Fabien Cousteau’s desire is to establish an equivalent facility for underwater research as NASA is preparing to launch three crew members of Expedition 63 some 250 miles to the International Space Station on a Soyuz spaceflight.
Named after the prophetic sea-god, Proteus, the plan is for the sea station is to sit 60 feet below the ocean surface near Curacao. Located in a highly biodiverse, marine-protected part of the Caribbean, Proteus is set to be the largest underwater research habitat ever created.
Mankind has dreamt of living under the waves since the 1960s. On the seafloor, some ecosystems were even created, but our yearning for space exploration left them abandoned. The 400-square-foot Aquarius, in the Florida Keys, which Costeau lived in with a team of aquanauts for 31 days in 2014, is actually the only underwater habitat that currently exists.
Proteus, a two-story circular building of 4,000 square feet grounded on stilts on the ocean floor, contains labs, personal quarters, medical bays and a moon pool where divers can reach the ocean floor. The structure will also feature the first underwater greenhouse for growing food, as well as a video production facility, powered by wind and solar power and ocean thermal energy conversion. Twelve people will be able to live in Proteus for months. The cost is $135 million.

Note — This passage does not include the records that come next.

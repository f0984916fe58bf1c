//! WAV Test Fixtures
//!
//! Payloads are generated with `hound` in the format VOICEVOX returns:
//! 24 kHz, 16-bit signed PCM, mono.

use std::io::Cursor;

/// VOICEVOX output sample rate
pub const SAMPLE_RATE: u32 = 24_000;

/// 100 ms at 24 kHz
pub const MS_100: usize = 2_400;

/// Build a mono 16-bit WAV holding `samples`
pub fn wav_from_samples(samples: &[i16]) -> Vec<u8> {
    let spec = hound::WavSpec {
        channels: 1,
        sample_rate: SAMPLE_RATE,
        bits_per_sample: 16,
        sample_format: hound::SampleFormat::Int,
    };

    let mut cursor = Cursor::new(Vec::new());
    {
        let mut writer = hound::WavWriter::new(&mut cursor, spec).unwrap();
        for &sample in samples {
            writer.write_sample(sample).unwrap();
        }
        writer.finalize().unwrap();
    }
    cursor.into_inner()
}

/// WAV of `len` samples all equal to `value`
pub fn constant_wav(len: usize, value: i16) -> Vec<u8> {
    wav_from_samples(&vec![value; len])
}

/// Read every sample back from a WAV
pub fn read_samples(data: &[u8]) -> Vec<i16> {
    let reader = hound::WavReader::new(Cursor::new(data)).unwrap();
    reader.into_samples::<i16>().map(|s| s.unwrap()).collect()
}

/// Read the stream parameters of a WAV
pub fn read_spec(data: &[u8]) -> hound::WavSpec {
    hound::WavReader::new(Cursor::new(data)).unwrap().spec()
}
//! VOICEVOX wire models

use serde::{Deserialize, Serialize};

/// One speaker entry from `GET /speakers`
#[derive(Debug, Clone, PartialEq, Eq, Serialize, Deserialize)]
pub struct SpeakerInfo {
    pub name: String,
    #[serde(default)]
    pub styles: Vec<SpeakerStyle>,
}

/// A named style and its voice id
#[derive(Debug, Clone, PartialEq, Eq, Serialize, Deserialize)]
pub struct SpeakerStyle {
    pub name: String,
    pub id: u32,
}

/// Fields of `POST /audio_query` responses that must be present for the
/// query to be usable. The full body is forwarded to `/synthesis` untouched.
#[derive(Debug, Clone, Deserialize)]
pub struct AudioQueryResponse {
    pub accent_phrases: Vec<serde_json::Value>,
    #[serde(rename = "speedScale")]
    pub speed_scale: f64,
}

Fabien Cousteau is an aquanaut, ocean conservationist, and documentary filmmaker born on October 2, 1967. Fabien spent his early years on the ships of his grandfather, the Calypso and Alcyone, learning how to scuba dive on his fourth birthday. Fabien was an Explorer-at-Large for National Geographic from 2000-2002 and worked on a TV special named “Attack of the Mystery Shark” to alter public conceptions of sharks. Then he created the documentary “Mind of a Demon” in 2003-2006 that aired on CBS. Fabien built a 14-foot, 1,200-pound, lifelike shark submarine named “Troy” with the aid of a large crew that allowed him to immerse himself within the world of sharks.
Fabien has been described as “dashing” a “hunk”, and filled with showmanship. In 2002, he was selected by People magazine as the “sexiest explorer”.